Enfin, pour moi ce roman est semblable à un conte, tant il en reprend certains codes.
Premier élément en faveur du conte : le background très limité. Où on est ? A quelle époque ? Comment les Hoots sont parvenus jusqu'ici et comment ont-ils réussi à s'imposer ? le roman n'offre que très peu d'infos. Aucune explication non plus n'est donnée sur leurs capacités à s'adapter, biologiquement. Ils sont petits, tiennent à peine debout, et ils sont les maîtres du monde ? Difficile à croire… C'est parce qu'on est typiquement dans un conte. Nul besoin de chercher la vérité et la vraisemblance, ici ce n'est pas ce qui compte.
Deuxième élément qui m'a fait penser au conte : l'aspect oral et très simple du récit. L'oeuvre est courte, centrée sur quelques personnages et une intrigue fort simple, linéaire, uniquement ponctuée de quelques grands événements. L'intérêt ne réside donc pas non plus dans la difficulté de l'intrigue et le scénario hyper développé.
D'autre part, les personnages sont, à première vue, assez bruts, pas très fins.

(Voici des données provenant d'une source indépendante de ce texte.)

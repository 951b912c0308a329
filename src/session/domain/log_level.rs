//! Client-selectable log severity.

use serde::{Deserialize, Serialize};
use std::fmt;
use std::str::FromStr;
use thiserror::Error;

/// Severity used to gate `notifications/message` pushes, ordered from least
/// to most severe.
#[derive(
    Debug, Clone, Copy, Default, PartialEq, Eq, Hash, PartialOrd, Ord, Serialize, Deserialize,
)]
#[serde(rename_all = "lowercase")]
pub enum LogLevel {
    /// Detailed debugging output.
    Debug,
    /// Informational messages.
    #[default]
    Info,
    /// Normal but significant events.
    Notice,
    /// Warning conditions.
    Warning,
    /// Error conditions.
    Error,
    /// Critical conditions.
    Critical,
    /// Action must be taken immediately.
    Alert,
    /// The system is unusable.
    Emergency,
}

impl LogLevel {
    /// Returns the canonical lowercase name.
    #[must_use]
    pub const fn as_str(self) -> &'static str {
        match self {
            Self::Debug => "debug",
            Self::Info => "info",
            Self::Notice => "notice",
            Self::Warning => "warning",
            Self::Error => "error",
            Self::Critical => "critical",
            Self::Alert => "alert",
            Self::Emergency => "emergency",
        }
    }
}

impl fmt::Display for LogLevel {
    fn fmt(&self, f: &mut fmt::Formatter<'_>) -> fmt::Result {
        f.write_str(self.as_str())
    }
}

/// Error returned when parsing an unknown log level.
#[derive(Debug, Clone, Error, PartialEq, Eq)]
#[error("unknown log level: {0}")]
pub struct ParseLogLevelError(pub String);

impl FromStr for LogLevel {
    type Err = ParseLogLevelError;

    fn from_str(value: &str) -> Result<Self, Self::Err> {
        match value {
            "debug" => Ok(Self::Debug),
            "info" => Ok(Self::Info),
            "notice" => Ok(Self::Notice),
            "warning" => Ok(Self::Warning),
            "error" => Ok(Self::Error),
            "critical" => Ok(Self::Critical),
            "alert" => Ok(Self::Alert),
            "emergency" => Ok(Self::Emergency),
            other => Err(ParseLogLevelError(other.to_owned())),
        }
    }
}
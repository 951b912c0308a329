//! Then steps for session lifecycle BDD scenarios.

use super::world::SessionWorld;
use mockable::DefaultClock;
use parley::{
    conversation::domain::ConversationStatus,
    session::{domain::SessionError, services::SessionServiceError},
};
use rstest_bdd_macros::then;

#[then(r#"the session state is "{state}""#)]
fn session_state_is(world: &SessionWorld, state: String) -> Result<(), eyre::Report> {
    let actual = world.session()?.state();
    if actual.as_str() != state {
        return Err(eyre::eyre!("expected state '{state}', found '{actual}'"));
    }
    Ok(())
}

#[then("every conversation is closed")]
fn every_conversation_closed(world: &SessionWorld) -> Result<(), eyre::Report> {
    let conversations = world.session()?.list_conversations();
    if conversations.is_empty() {
        return Err(eyre::eyre!("scenario expected at least one conversation"));
    }
    if let Some(open) = conversations
        .iter()
        .find(|conversation| conversation.status() != ConversationStatus::Closed)
    {
        return Err(eyre::eyre!(
            "conversation {} is still {}",
            open.id(),
            open.status()
        ));
    }
    Ok(())
}

#[then("creating another conversation fails because the session is closed")]
fn creating_conversation_fails(world: &SessionWorld) -> Result<(), eyre::Report> {
    match world
        .session()?
        .create_conversation("claude-sonnet", &DefaultClock)
    {
        Err(SessionError::SessionClosed) => Ok(()),
        Err(other) => Err(eyre::eyre!("expected SessionClosed, got {other:?}")),
        Ok(_) => Err(eyre::eyre!("closed session accepted a conversation")),
    }
}

#[then(r#"a "{kind}" event was published"#)]
fn event_was_published(world: &SessionWorld, kind: String) -> Result<(), eyre::Report> {
    let published = world.publisher.published();
    if !published.iter().any(|event| event.kind().as_str() == kind) {
        return Err(eyre::eyre!(
            "no '{kind}' event among {} published events",
            published.len()
        ));
    }
    Ok(())
}

#[then("initialization fails because the session is already initialized")]
fn initialization_fails(world: &SessionWorld) -> Result<(), eyre::Report> {
    let error = world
        .last_error
        .as_ref()
        .ok_or_else(|| eyre::eyre!("expected an initialize error"))?;
    if !matches!(
        error,
        SessionServiceError::Session(SessionError::AlreadyInitialized { .. })
    ) {
        return Err(eyre::eyre!("expected AlreadyInitialized, got {error:?}"));
    }
    Ok(())
}

#[then(r#"the session client is "{name}""#)]
fn session_client_is(world: &SessionWorld, name: String) -> Result<(), eyre::Report> {
    let client = world
        .session()?
        .client_info()
        .ok_or_else(|| eyre::eyre!("session has no client info"))?;
    if client.name != name {
        return Err(eyre::eyre!("expected client '{name}', found '{}'", client.name));
    }
    Ok(())
}

#[then(r#"the negotiated protocol version is "{version}""#)]
fn negotiated_version_is(world: &SessionWorld, version: String) -> Result<(), eyre::Report> {
    match world.negotiated_version.as_deref() {
        Some(actual) if actual == version => Ok(()),
        other => Err(eyre::eyre!("expected version '{version}', found {other:?}")),
    }
}
//! Immutable conversation message.

use super::{ContentBlock, ConversationError, MessageId, Role};
use chrono::{DateTime, Utc};
use mockable::Clock;
use serde::{Deserialize, Serialize};
use serde_json::Value;
use std::collections::HashMap;

/// A unit of conversation content authored by one role.
///
/// Messages cannot be modified once created; a conversation only ever
/// appends them.
///
/// # Examples
///
/// ```
/// use parley::conversation::domain::{ContentBlock, Message, Role};
/// use mockable::DefaultClock;
///
/// let message = Message::new(Role::User, vec![ContentBlock::text("Hi")], &DefaultClock)
///     .expect("non-empty content");
/// assert_eq!(message.role(), Role::User);
/// ```
#[derive(Debug, Clone, PartialEq, Serialize, Deserialize)]
pub struct Message {
    id: MessageId,
    role: Role,
    content: Vec<ContentBlock>,
    created_at: DateTime<Utc>,
    #[serde(default, skip_serializing_if = "HashMap::is_empty")]
    metadata: HashMap<String, Value>,
}

impl Message {
    /// Creates a message stamped with the clock's current time.
    ///
    /// # Errors
    ///
    /// Returns [`ConversationError::EmptyContent`] when `content` is empty.
    pub fn new(
        role: Role,
        content: Vec<ContentBlock>,
        clock: &impl Clock,
    ) -> Result<Self, ConversationError> {
        if content.is_empty() {
            return Err(ConversationError::EmptyContent);
        }

        Ok(Self {
            id: MessageId::new(),
            role,
            content,
            created_at: clock.utc(),
            metadata: HashMap::new(),
        })
    }

    /// Creates a single-text message.
    #[must_use]
    pub fn text(role: Role, text: impl Into<String>, clock: &impl Clock) -> Self {
        Self {
            id: MessageId::new(),
            role,
            content: vec![ContentBlock::text(text)],
            created_at: clock.utc(),
            metadata: HashMap::new(),
        }
    }

    /// Adds a metadata entry.
    #[must_use]
    pub fn with_metadata(mut self, key: impl Into<String>, value: Value) -> Self {
        self.metadata.insert(key.into(), value);
        self
    }

    /// Returns the identifier.
    #[must_use]
    pub const fn id(&self) -> MessageId {
        self.id
    }

    /// Returns the author role.
    #[must_use]
    pub const fn role(&self) -> Role {
        self.role
    }

    /// Returns the content blocks.
    #[must_use]
    pub fn content(&self) -> &[ContentBlock] {
        &self.content
    }

    /// Returns the creation timestamp.
    #[must_use]
    pub const fn created_at(&self) -> DateTime<Utc> {
        self.created_at
    }

    /// Returns the metadata map.
    #[must_use]
    pub const fn metadata(&self) -> &HashMap<String, Value> {
        &self.metadata
    }

    /// Returns the `tool_use` blocks as `(id, name, input)` triples.
    pub fn tool_uses(&self) -> impl Iterator<Item = (&str, &str, &Value)> {
        self.content.iter().filter_map(|block| match block {
            ContentBlock::ToolUse { id, name, input } => Some((id.as_str(), name.as_str(), input)),
            ContentBlock::Text { .. }
            | ContentBlock::ToolResult { .. }
            | ContentBlock::Image { .. } => None,
        })
    }

    /// Concatenates every text block, separated by newlines.
    #[must_use]
    pub fn joined_text(&self) -> String {
        self.content
            .iter()
            .filter_map(ContentBlock::as_text)
            .collect::<Vec<_>>()
            .join("\n")
    }
}

#[cfg(test)]
mod tests {
    use super::*;
    use mockable::DefaultClock;
    use serde_json::json;

    #[test]
    fn empty_content_is_rejected() {
        assert_eq!(
            Message::new(Role::User, Vec::new(), &DefaultClock),
            Err(ConversationError::EmptyContent)
        );
    }

    #[test]
    fn tool_uses_extracts_requests() {
        let message = Message::new(
            Role::Assistant,
            vec![
                ContentBlock::text("Let me check."),
                ContentBlock::ToolUse {
                    id: "toolu_1".to_owned(),
                    name: "echo".to_owned(),
                    input: json!({"message": "hi"}),
                },
            ],
            &DefaultClock,
        )
        .expect("non-empty content");

        let uses: Vec<_> = message.tool_uses().collect();
        assert_eq!(uses, vec![("toolu_1", "echo", &json!({"message": "hi"}))]);
        assert_eq!(message.joined_text(), "Let me check.");
    }
}
//! Model request and response shapes derived from a conversation.

use super::{ContentBlock, Role};
use serde::{Deserialize, Serialize};
use serde_json::Value;

/// A message projected into the shape a model request expects.
#[derive(Debug, Clone, PartialEq, Serialize, Deserialize)]
pub struct ApiMessage {
    /// Author role.
    pub role: Role,
    /// Content blocks.
    pub content: Vec<ContentBlock>,
}

/// Tool definition offered to the model.
#[derive(Debug, Clone, PartialEq, Serialize, Deserialize)]
pub struct ModelTool {
    /// Tool name.
    pub name: String,
    /// Tool description.
    pub description: String,
    /// JSON schema of accepted arguments.
    pub input_schema: Value,
}

/// A complete model request.
#[derive(Debug, Clone, PartialEq, Serialize, Deserialize)]
pub struct ModelRequest {
    /// Model identifier.
    pub model: String,
    /// System prompt.
    #[serde(default, skip_serializing_if = "Option::is_none")]
    pub system: Option<String>,
    /// Conversation history.
    pub messages: Vec<ApiMessage>,
    /// Upper bound on generated tokens.
    pub max_tokens: i64,
    /// Sampling temperature.
    pub temperature: f64,
    /// Nucleus sampling threshold.
    pub top_p: f64,
    /// Top-k sampling; omitted when unset.
    #[serde(default, skip_serializing_if = "Option::is_none")]
    pub top_k: Option<i64>,
    /// Stop sequences.
    #[serde(default, skip_serializing_if = "Vec::is_empty")]
    pub stop_sequences: Vec<String>,
    /// Tools offered to the model.
    #[serde(default, skip_serializing_if = "Vec::is_empty")]
    pub tools: Vec<ModelTool>,
}

/// Why the model stopped generating.
#[derive(Debug, Clone, Copy, PartialEq, Eq, Serialize, Deserialize)]
#[serde(rename_all = "snake_case")]
pub enum StopReason {
    /// The model finished its turn.
    EndTurn,
    /// `max_tokens` was reached.
    MaxTokens,
    /// A stop sequence was generated.
    StopSequence,
    /// The model is waiting for tool results.
    ToolUse,
}

/// Token accounting for one model call.
#[derive(Debug, Clone, Copy, Default, PartialEq, Eq, Serialize, Deserialize)]
pub struct Usage {
    /// Tokens consumed by the request.
    pub input_tokens: u64,
    /// Tokens generated in the response.
    pub output_tokens: u64,
}

/// A complete model response.
#[derive(Debug, Clone, PartialEq, Serialize, Deserialize)]
pub struct ModelResponse {
    /// Response identifier assigned by the backend.
    pub id: String,
    /// Model that produced the response.
    pub model: String,
    /// Generated content.
    pub content: Vec<ContentBlock>,
    /// Stop reason, when reported.
    #[serde(default)]
    pub stop_reason: Option<StopReason>,
    /// Token usage.
    #[serde(default)]
    pub usage: Usage,
}

/// Incremental event of a streamed model response.
#[derive(Debug, Clone, PartialEq, Serialize, Deserialize)]
#[serde(tag = "type", rename_all = "snake_case")]
pub enum StreamEvent {
    /// The response started.
    MessageStart {
        /// Response identifier.
        id: String,
        /// Model producing the response.
        model: String,
    },
    /// A chunk of text for the content block at `index`.
    ContentDelta {
        /// Content block index.
        index: usize,
        /// Text fragment.
        text: String,
    },
    /// The response finished.
    MessageStop {
        /// Stop reason, when reported.
        stop_reason: Option<StopReason>,
        /// Final token usage.
        usage: Usage,
    },
}
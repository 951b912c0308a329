//! Pluggable tool execution capability.

use super::{ExecutorError, ToolResult};
use async_trait::async_trait;
use serde_json::{Map, Value};
use std::fmt;
use tokio_util::sync::CancellationToken;

/// Produces a tool result from invocation arguments.
///
/// Implementations run on a dedicated worker task. The `cancellation` token
/// fires when the tool's timeout elapses or the caller gives up; executors
/// doing long-running work should select on it and return promptly.
#[async_trait]
pub trait ToolExecutor: Send + Sync {
    /// Executes the tool.
    ///
    /// # Errors
    ///
    /// Returns an [`ExecutorError`] when the tool cannot produce a result.
    async fn execute(
        &self,
        input: Map<String, Value>,
        cancellation: CancellationToken,
    ) -> Result<ToolResult, ExecutorError>;
}

/// Adapts a synchronous closure into a [`ToolExecutor`].
///
/// # Examples
///
/// ```
/// use parley::tool::domain::{FnExecutor, ToolResult};
///
/// let executor = FnExecutor::new(|input| {
///     let message = input.get("message").and_then(|v| v.as_str()).unwrap_or_default();
///     Ok(ToolResult::text(message))
/// });
/// # let _ = executor;
/// ```
pub struct FnExecutor<F> {
    function: F,
}

impl<F> FnExecutor<F>
where
    F: Fn(&Map<String, Value>) -> Result<ToolResult, ExecutorError> + Send + Sync,
{
    /// Wraps `function`.
    #[must_use]
    pub const fn new(function: F) -> Self {
        Self { function }
    }
}

impl<F> fmt::Debug for FnExecutor<F> {
    fn fmt(&self, f: &mut fmt::Formatter<'_>) -> fmt::Result {
        f.debug_struct("FnExecutor").finish_non_exhaustive()
    }
}

#[async_trait]
impl<F> ToolExecutor for FnExecutor<F>
where
    F: Fn(&Map<String, Value>) -> Result<ToolResult, ExecutorError> + Send + Sync,
{
    async fn execute(
        &self,
        input: Map<String, Value>,
        _cancellation: CancellationToken,
    ) -> Result<ToolResult, ExecutorError> {
        (self.function)(&input)
    }
}
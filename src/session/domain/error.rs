//! Errors raised by session operations.

use super::SessionState;
use crate::conversation::domain::{ConversationError, ConversationId};
use crate::error::ErrorKind;
use thiserror::Error;

/// Errors returned by the session aggregate.
#[derive(Debug, Clone, Error, PartialEq, Eq)]
pub enum SessionError {
    /// An identifier is empty or not a UUID.
    #[error("invalid session identifier: '{0}'")]
    InvalidIdentifier(String),

    /// `initialize` was called on a session that is past `created`.
    #[error("session is already initialized (state: {state})")]
    AlreadyInitialized {
        /// Current state.
        state: SessionState,
    },

    /// The session is closed.
    #[error("session is closed")]
    SessionClosed,

    /// The operation needs a capability that was not negotiated.
    #[error("capability not supported: {capability}")]
    CapabilityNotSupported {
        /// Capability path, for example `resources.subscribe`.
        capability: &'static str,
    },

    /// The requested log level is unknown.
    #[error("invalid log level: '{0}'")]
    InvalidLogLevel(String),

    /// No tool with this name is registered.
    #[error("tool not found: {0}")]
    ToolNotFound(String),

    /// No resource with this URI is registered.
    #[error("resource not found: {0}")]
    ResourceNotFound(String),

    /// No prompt with this name is registered.
    #[error("prompt not found: {0}")]
    PromptNotFound(String),

    /// No conversation with this identifier is owned by the session.
    #[error("conversation not found: {0}")]
    ConversationNotFound(ConversationId),

    /// A conversation operation failed.
    #[error(transparent)]
    Conversation(#[from] ConversationError),
}

impl SessionError {
    /// Returns the coarse error category.
    #[must_use]
    pub const fn kind(&self) -> ErrorKind {
        match self {
            Self::InvalidIdentifier(_) | Self::InvalidLogLevel(_) => ErrorKind::Validation,
            Self::AlreadyInitialized { .. } | Self::SessionClosed => ErrorKind::Conflict,
            Self::CapabilityNotSupported { .. } => ErrorKind::Capability,
            Self::ToolNotFound(_)
            | Self::ResourceNotFound(_)
            | Self::PromptNotFound(_)
            | Self::ConversationNotFound(_) => ErrorKind::NotFound,
            Self::Conversation(inner) => inner.kind(),
        }
    }
}
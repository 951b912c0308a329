//! Domain model for protocol sessions.
//!
//! A [`Session`] tracks one client's handshake state, serves the tool,
//! resource, and prompt registries, records resource subscriptions, and owns
//! the conversations created through it.

mod capabilities;
mod error;
mod ids;
mod log_level;
mod protocol_version;
mod session;
mod state;

pub use capabilities::{
    EmptyCapability, Implementation, PromptsCapability, ResourcesCapability, ServerCapabilities,
    ToolsCapability,
};
pub use error::SessionError;
pub use ids::SessionId;
pub use log_level::{LogLevel, ParseLogLevelError};
pub use protocol_version::{
    LATEST_PROTOCOL_VERSION, SUPPORTED_PROTOCOL_VERSIONS, negotiate_protocol_version,
};
pub use session::{InitializeResult, Session};
pub use state::SessionState;
//! Session identifier.

use super::SessionError;
use serde::{Deserialize, Serialize};
use std::fmt;
use uuid::Uuid;

/// Unique identifier for a protocol session.
///
/// # Examples
///
/// ```
/// use parley::session::domain::SessionId;
///
/// let id = SessionId::new();
/// assert!(!id.as_ref().is_nil());
/// ```
#[derive(Debug, Clone, Copy, PartialEq, Eq, Hash, PartialOrd, Ord, Serialize, Deserialize)]
#[serde(transparent)]
pub struct SessionId(Uuid);

impl SessionId {
    /// Creates a new random session identifier.
    #[must_use]
    pub fn new() -> Self {
        Self(Uuid::new_v4())
    }

    /// Creates a session identifier from an existing UUID.
    #[must_use]
    pub const fn from_uuid(uuid: Uuid) -> Self {
        Self(uuid)
    }

    /// Parses a textual UUID.
    ///
    /// # Errors
    ///
    /// Returns [`SessionError::InvalidIdentifier`] for empty or malformed
    /// input.
    pub fn parse(value: &str) -> Result<Self, SessionError> {
        Uuid::parse_str(value.trim())
            .map(Self)
            .map_err(|_| SessionError::InvalidIdentifier(value.to_owned()))
    }

    /// Returns the inner UUID value.
    #[must_use]
    pub const fn into_inner(self) -> Uuid {
        self.0
    }
}

impl Default for SessionId {
    fn default() -> Self {
        Self::new()
    }
}

impl AsRef<Uuid> for SessionId {
    fn as_ref(&self) -> &Uuid {
        &self.0
    }
}

impl fmt::Display for SessionId {
    fn fmt(&self, f: &mut fmt::Formatter<'_>) -> fmt::Result {
        write!(f, "{}", self.0)
    }
}
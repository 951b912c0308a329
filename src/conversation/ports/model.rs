//! Port for the remote language-model backend.

use crate::conversation::domain::{ModelRequest, ModelResponse, StreamEvent};
use async_trait::async_trait;
use futures::stream::BoxStream;
use std::sync::Arc;
use thiserror::Error;

/// Result type for model service operations.
pub type ModelServiceResult<T> = Result<T, ModelServiceError>;

/// Stream of incremental model events.
pub type ModelEventStream = BoxStream<'static, ModelServiceResult<StreamEvent>>;

/// Client contract for a remote language model.
#[cfg_attr(test, mockall::automock)]
#[async_trait]
pub trait ModelService: Send + Sync {
    /// Sends a request and waits for the complete response.
    ///
    /// # Errors
    ///
    /// Returns [`ModelServiceError`] when the backend rejects or fails the
    /// request.
    async fn create_message(&self, request: &ModelRequest) -> ModelServiceResult<ModelResponse>;

    /// Sends a request and streams the response incrementally.
    ///
    /// # Errors
    ///
    /// Returns [`ModelServiceError`] when the stream cannot be opened.
    async fn create_message_stream(
        &self,
        request: &ModelRequest,
    ) -> ModelServiceResult<ModelEventStream>;

    /// Counts the input tokens `request` would consume.
    ///
    /// # Errors
    ///
    /// Returns [`ModelServiceError`] when counting fails.
    async fn count_tokens(&self, request: &ModelRequest) -> ModelServiceResult<u64>;

    /// Checks `request` against backend constraints without sending it.
    ///
    /// # Errors
    ///
    /// Returns [`ModelServiceError::InvalidRequest`] describing the first
    /// violated constraint.
    async fn validate_request(&self, request: &ModelRequest) -> ModelServiceResult<()>;
}

/// Errors returned by model service implementations.
#[derive(Debug, Clone, Error)]
pub enum ModelServiceError {
    /// The request violates a backend constraint.
    #[error("invalid model request: {0}")]
    InvalidRequest(String),

    /// The backend failed or could not be reached.
    #[error("model backend error: {0}")]
    Backend(Arc<dyn std::error::Error + Send + Sync>),
}

impl ModelServiceError {
    /// Wraps a backend failure.
    pub fn backend(err: impl std::error::Error + Send + Sync + 'static) -> Self {
        Self::Backend(Arc::new(err))
    }
}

Pas très complexes à comprendre. Mais ils évoluent au fil du récit, au gré des amitiés qui se forgent, des liens familiaux qui se solidifient et d'attachements divers et variés qui se développent. Alors on parvient enfin au dernier élément caractéristique du conte : le message.
Car La monture interroge en effet. le roman provoque toute une série de questionnements, et le fait dans la douleur. Car je l'ai dit plus haut, le roman porte une large part de cruauté. le conte ne fait jamais dans la dentelle, il apprend la vie et le sens de la vie. On est tout à fait dans ce registre ici.
Le récit questionne alors les rapports maître/esclave, et surtout ce que cela signifie d'être un être humain. La réponse de Charley à cette question est la suivante : « Je ne sais pas ». Terrifiant, non ? On ne lui a jamais appris, comment pourrait-il le savoir ? La monture est donc cela : un apprentissage de l'humanité, de la liberté et de ce que cela signifie; le poids du choix, de la responsabilité, et aussi de la perte liée à l'attachement. Autant d'apprentissages très difficiles pour Charley qui s'y perd, refuse, s'obstine, recherche son petit confort « comme avant ».

Pas mal de choses intéressantes à en dire, toutefois, comme je l'ai dit plus haut, ce roman n'a pas provoqué chez moi les ressentis que j'avais espérés – et craints. Je m'attendais à une lecture particulièrement insupportable, qui me hérisserait à chaque instant. Ca a été le cas pendant le premier tiers, puis la lassitude de la narration et des atermoiements de Charley m'ont lassée. de ce fait, je me suis un peu ennuyée pendant la seconde partie, avant de finir le bec dans l'eau avec cet excipit très ouvert. Je m'attendais à quelque chose de beaucoup plus fracassant, dérangeant, viscéralement. J'ai été gênée, dérangée, mais ça n'a pas non plus généré chez moi de malaise profond.
Le pire, je crois, c'est que « je m'y suis fait » : peut-être que dans le fond, c'est précisément ça, cette habitude à la servitude, qui peut paraître insupportable. Car j'ai très bien pu comprendre Charley dans son désir de retour au confort et dans son absence de questionnement. Je m'y suis d'ailleurs complu comme lui, finissant par donner raison aux Hoots : syndrome de Stockholm sans doute… En attendant, le roman nous pousse à nous interroger : que ferions-nous, à la place de Charley ? Serions-nous tentés de résister, de nous révolter, ou pas ?
Alors, a posteriori et quelques jours – semaines – après la lecture, je me dis que La monture est un texte qui se rumine. Il faut l'absorber et le mâcher sur la durée comme le font les vaches. Il se réfléchit davantage sur le temps long qu'il ne fait réagir sur le temps court. Selon moi, il ne génère que peu d'émotions brutes et directes dans l'instant, sauf par moments très fugaces. Il provoque au contraire un long chemin de pensée et révèle toute sa force dans cette mastication prolongée. En cela, il est davantage, pour moi, un texte philosophique qu'un roman d'action, et à prendre comme tel.